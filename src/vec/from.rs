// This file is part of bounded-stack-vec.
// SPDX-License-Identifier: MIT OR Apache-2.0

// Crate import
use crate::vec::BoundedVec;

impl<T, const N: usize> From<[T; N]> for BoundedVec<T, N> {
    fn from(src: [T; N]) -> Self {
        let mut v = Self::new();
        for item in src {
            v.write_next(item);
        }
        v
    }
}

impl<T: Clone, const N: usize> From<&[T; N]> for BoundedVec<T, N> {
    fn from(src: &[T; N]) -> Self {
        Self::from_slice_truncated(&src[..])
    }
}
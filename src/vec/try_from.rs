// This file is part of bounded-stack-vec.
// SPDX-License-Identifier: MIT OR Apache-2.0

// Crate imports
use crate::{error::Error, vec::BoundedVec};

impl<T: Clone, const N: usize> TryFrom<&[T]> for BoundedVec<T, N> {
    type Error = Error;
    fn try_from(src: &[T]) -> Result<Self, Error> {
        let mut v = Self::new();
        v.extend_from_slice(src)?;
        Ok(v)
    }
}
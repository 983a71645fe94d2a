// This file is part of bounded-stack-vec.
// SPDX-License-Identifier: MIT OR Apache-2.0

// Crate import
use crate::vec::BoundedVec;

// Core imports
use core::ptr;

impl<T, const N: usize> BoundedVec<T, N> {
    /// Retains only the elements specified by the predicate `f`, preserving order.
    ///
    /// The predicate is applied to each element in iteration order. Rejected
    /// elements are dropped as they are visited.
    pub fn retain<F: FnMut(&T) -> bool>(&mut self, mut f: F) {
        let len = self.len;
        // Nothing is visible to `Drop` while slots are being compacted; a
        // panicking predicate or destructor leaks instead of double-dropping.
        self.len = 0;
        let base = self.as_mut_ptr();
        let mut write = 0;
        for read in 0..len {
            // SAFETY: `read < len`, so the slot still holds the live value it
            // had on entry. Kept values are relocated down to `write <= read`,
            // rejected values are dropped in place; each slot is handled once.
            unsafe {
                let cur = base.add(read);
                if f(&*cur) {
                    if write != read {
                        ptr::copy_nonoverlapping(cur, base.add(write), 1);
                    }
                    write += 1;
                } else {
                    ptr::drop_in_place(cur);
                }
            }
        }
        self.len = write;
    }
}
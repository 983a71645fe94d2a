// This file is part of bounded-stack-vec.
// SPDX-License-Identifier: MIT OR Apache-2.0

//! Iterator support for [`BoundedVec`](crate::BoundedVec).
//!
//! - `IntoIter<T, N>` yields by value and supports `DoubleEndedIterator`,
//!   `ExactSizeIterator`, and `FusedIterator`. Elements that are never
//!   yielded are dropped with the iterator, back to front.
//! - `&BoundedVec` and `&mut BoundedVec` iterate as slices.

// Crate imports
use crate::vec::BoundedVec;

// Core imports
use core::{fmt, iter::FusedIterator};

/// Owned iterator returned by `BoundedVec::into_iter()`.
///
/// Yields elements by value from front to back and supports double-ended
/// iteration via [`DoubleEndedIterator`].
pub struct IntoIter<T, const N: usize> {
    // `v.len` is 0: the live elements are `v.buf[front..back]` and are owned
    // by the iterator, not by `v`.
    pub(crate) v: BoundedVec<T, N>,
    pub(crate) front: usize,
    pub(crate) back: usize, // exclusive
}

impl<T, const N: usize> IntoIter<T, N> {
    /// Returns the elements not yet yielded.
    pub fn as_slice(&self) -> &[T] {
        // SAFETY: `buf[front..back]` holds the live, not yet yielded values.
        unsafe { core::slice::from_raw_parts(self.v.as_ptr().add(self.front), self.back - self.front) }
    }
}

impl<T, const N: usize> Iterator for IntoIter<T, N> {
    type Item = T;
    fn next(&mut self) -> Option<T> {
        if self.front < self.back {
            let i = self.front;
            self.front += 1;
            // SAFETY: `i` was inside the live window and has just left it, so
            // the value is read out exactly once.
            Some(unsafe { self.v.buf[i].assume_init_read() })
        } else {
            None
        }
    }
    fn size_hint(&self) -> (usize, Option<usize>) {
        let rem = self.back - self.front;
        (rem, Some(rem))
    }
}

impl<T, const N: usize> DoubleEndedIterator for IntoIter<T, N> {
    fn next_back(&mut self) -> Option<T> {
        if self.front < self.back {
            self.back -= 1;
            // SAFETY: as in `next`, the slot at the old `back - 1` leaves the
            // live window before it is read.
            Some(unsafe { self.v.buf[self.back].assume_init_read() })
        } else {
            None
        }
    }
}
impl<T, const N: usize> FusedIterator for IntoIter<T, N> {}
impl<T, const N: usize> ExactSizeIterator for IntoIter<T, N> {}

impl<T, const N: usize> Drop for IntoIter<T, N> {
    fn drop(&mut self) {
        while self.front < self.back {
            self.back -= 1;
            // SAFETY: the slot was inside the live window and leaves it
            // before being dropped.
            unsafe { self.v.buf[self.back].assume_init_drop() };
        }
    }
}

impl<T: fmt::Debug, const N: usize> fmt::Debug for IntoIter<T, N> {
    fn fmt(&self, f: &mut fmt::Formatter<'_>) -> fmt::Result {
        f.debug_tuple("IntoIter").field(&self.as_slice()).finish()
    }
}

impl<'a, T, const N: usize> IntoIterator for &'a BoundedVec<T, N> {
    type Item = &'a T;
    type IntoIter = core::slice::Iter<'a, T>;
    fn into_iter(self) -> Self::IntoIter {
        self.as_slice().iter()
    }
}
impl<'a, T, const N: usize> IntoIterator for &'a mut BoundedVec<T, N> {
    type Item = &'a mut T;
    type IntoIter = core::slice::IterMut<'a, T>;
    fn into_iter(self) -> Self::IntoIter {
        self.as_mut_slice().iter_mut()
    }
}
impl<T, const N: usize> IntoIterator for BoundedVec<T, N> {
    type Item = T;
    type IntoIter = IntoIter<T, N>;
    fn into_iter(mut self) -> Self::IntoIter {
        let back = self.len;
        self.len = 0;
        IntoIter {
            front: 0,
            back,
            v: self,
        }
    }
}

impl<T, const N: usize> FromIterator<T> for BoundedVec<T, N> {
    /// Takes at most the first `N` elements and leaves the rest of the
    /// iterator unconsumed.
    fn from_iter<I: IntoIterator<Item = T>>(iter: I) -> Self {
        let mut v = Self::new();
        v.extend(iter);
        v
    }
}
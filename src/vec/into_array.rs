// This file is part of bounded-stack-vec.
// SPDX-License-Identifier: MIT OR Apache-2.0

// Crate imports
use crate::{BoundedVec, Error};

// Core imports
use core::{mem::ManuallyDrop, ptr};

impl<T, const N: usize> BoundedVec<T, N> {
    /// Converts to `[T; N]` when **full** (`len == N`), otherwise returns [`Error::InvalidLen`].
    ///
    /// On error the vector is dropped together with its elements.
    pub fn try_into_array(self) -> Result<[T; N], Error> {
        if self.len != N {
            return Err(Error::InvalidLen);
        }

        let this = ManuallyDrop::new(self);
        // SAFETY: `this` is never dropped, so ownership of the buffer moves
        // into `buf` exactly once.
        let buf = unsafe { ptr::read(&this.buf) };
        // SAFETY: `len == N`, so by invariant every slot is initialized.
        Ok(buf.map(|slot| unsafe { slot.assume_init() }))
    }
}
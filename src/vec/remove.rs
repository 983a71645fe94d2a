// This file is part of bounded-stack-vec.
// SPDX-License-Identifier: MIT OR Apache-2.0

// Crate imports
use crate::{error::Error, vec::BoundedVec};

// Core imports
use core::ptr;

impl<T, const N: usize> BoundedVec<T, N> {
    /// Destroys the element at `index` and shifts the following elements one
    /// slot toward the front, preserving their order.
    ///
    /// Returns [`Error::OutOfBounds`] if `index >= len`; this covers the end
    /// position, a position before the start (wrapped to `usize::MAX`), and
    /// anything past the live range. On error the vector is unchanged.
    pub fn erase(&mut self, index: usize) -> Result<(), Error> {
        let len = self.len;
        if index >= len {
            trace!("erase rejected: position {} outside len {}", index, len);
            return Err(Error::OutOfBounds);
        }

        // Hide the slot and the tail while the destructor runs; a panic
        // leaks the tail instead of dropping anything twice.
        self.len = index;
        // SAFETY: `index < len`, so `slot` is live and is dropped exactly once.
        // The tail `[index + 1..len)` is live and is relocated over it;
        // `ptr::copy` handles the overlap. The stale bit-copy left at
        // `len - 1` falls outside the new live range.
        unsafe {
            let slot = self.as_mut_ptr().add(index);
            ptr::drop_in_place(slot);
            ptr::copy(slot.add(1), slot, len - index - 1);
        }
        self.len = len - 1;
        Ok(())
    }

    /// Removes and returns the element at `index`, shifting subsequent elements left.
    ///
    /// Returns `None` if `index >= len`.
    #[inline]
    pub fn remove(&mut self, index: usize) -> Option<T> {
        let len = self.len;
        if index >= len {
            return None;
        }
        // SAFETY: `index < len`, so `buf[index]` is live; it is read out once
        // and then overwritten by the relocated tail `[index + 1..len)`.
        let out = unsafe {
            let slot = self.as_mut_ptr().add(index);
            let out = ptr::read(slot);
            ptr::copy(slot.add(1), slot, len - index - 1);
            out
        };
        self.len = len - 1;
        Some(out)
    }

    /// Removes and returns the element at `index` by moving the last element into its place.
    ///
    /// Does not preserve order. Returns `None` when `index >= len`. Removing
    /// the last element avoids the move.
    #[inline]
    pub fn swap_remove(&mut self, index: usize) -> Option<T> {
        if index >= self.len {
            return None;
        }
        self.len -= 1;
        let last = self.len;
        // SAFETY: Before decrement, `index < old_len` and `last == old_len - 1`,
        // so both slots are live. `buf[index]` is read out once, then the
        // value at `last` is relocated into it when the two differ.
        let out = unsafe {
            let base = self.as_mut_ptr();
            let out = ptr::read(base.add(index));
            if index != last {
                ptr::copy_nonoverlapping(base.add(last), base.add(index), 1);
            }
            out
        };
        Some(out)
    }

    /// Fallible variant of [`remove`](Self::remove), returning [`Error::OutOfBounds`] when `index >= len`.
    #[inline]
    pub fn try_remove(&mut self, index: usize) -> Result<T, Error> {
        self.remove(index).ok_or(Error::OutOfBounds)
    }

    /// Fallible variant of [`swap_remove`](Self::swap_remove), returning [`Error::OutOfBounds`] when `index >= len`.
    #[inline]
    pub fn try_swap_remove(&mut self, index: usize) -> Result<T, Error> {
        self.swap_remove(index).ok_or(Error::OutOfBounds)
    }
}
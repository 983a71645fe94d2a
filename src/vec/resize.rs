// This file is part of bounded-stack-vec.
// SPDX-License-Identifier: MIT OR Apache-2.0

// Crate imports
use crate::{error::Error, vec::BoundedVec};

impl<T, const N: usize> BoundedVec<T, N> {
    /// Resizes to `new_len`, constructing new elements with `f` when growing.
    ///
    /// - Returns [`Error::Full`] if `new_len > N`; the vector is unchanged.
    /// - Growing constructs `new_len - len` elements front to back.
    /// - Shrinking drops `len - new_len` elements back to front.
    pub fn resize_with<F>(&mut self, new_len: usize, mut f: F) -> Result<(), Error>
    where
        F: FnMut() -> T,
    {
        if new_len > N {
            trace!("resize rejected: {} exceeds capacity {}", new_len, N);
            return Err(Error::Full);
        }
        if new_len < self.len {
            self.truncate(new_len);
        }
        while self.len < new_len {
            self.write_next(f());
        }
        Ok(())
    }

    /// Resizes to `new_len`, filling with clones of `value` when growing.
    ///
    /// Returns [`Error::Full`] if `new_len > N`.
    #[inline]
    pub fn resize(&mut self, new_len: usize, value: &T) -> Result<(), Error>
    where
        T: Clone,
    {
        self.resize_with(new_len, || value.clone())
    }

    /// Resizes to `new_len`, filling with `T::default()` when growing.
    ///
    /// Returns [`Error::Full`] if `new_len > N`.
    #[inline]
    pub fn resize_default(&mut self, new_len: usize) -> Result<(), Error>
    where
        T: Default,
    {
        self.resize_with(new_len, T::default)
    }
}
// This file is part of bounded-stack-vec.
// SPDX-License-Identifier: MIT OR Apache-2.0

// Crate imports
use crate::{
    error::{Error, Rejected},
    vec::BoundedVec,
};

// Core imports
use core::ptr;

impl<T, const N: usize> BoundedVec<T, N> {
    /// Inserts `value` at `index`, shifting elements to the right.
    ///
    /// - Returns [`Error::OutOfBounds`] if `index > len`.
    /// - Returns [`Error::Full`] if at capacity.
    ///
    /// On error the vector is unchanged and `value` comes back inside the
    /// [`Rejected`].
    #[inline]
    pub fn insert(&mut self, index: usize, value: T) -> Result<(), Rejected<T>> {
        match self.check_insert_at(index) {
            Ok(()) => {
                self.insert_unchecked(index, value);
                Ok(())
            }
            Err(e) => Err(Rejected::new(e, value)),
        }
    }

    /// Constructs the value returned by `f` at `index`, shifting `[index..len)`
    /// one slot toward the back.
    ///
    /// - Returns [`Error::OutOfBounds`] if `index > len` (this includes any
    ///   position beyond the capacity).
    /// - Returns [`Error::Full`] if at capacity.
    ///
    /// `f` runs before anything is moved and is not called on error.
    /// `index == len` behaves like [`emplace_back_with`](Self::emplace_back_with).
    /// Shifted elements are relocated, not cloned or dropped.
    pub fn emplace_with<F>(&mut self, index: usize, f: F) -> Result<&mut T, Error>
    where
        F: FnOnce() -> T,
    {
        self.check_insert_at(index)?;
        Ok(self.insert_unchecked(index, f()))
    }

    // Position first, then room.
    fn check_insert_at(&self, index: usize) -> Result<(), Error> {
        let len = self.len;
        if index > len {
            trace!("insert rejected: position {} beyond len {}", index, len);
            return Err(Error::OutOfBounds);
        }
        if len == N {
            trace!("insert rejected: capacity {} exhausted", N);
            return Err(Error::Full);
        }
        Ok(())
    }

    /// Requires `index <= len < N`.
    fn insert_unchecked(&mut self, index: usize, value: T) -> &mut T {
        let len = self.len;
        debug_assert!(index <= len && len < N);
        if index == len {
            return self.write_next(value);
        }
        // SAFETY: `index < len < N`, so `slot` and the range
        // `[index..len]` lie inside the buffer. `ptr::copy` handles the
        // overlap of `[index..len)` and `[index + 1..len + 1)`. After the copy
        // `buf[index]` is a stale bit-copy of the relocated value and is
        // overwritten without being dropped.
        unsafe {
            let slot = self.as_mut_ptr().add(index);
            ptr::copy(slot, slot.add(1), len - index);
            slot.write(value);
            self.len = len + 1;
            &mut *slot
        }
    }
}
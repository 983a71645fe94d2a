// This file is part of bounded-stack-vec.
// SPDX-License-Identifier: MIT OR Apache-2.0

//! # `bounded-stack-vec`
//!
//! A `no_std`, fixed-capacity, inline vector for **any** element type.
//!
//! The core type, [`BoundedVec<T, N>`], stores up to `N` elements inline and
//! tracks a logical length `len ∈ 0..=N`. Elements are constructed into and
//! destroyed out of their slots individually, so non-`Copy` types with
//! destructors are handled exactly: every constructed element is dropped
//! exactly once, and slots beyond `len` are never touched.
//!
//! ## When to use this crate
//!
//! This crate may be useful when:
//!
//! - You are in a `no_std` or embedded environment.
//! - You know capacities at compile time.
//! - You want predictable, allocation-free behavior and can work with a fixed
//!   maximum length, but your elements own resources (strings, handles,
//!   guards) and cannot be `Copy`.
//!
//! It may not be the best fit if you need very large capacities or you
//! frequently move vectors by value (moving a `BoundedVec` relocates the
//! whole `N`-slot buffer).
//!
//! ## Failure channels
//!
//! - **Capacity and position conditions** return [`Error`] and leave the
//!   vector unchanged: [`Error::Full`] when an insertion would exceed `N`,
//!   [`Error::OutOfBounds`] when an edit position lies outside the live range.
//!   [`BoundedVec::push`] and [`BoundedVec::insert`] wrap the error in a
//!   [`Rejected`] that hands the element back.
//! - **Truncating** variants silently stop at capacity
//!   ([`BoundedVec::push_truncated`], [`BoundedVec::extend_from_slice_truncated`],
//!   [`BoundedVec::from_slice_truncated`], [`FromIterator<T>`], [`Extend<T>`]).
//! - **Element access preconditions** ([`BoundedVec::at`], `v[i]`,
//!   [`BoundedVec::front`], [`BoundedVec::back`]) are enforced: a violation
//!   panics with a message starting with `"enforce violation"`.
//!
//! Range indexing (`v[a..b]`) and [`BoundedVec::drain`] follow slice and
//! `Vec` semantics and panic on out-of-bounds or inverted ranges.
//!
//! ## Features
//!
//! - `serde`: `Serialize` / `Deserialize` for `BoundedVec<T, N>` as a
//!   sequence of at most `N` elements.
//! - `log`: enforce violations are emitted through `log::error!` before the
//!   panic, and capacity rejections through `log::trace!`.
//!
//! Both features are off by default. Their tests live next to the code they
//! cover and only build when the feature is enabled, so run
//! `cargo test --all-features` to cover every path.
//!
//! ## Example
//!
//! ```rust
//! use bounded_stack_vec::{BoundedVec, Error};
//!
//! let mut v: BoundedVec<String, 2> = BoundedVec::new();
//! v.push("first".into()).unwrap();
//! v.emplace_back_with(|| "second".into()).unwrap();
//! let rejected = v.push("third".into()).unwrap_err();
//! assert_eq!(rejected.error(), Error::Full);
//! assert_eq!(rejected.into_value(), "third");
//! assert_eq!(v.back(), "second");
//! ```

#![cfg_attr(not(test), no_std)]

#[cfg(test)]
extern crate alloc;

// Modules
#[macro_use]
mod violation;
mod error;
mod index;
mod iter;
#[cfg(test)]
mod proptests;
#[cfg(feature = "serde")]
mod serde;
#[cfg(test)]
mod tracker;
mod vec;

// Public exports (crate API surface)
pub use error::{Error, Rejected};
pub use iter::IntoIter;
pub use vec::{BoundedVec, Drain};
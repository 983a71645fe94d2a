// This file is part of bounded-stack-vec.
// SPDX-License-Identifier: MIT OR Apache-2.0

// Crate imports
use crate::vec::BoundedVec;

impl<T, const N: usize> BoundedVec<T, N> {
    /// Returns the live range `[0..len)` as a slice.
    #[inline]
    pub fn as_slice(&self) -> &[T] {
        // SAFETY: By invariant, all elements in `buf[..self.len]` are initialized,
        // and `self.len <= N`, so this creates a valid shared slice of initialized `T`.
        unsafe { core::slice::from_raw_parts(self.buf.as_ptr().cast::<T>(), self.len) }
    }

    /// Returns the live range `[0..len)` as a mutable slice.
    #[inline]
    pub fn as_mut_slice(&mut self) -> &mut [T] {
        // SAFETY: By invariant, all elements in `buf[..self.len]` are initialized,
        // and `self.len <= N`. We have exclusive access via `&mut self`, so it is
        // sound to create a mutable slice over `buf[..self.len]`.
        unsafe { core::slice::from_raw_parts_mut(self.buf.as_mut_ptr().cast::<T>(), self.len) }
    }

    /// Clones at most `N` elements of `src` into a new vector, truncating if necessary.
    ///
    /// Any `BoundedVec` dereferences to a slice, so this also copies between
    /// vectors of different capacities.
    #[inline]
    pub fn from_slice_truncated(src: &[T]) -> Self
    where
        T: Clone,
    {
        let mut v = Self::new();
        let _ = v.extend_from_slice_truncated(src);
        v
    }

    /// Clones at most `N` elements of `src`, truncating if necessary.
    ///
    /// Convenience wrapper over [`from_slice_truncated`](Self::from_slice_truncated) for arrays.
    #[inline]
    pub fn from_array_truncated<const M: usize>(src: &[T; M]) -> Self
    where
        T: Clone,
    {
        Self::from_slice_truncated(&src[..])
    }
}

→ Assignment: Your reply must consist solely of the count of lines in the listing above that hold the string "exclusive".

→ Worked solution: 2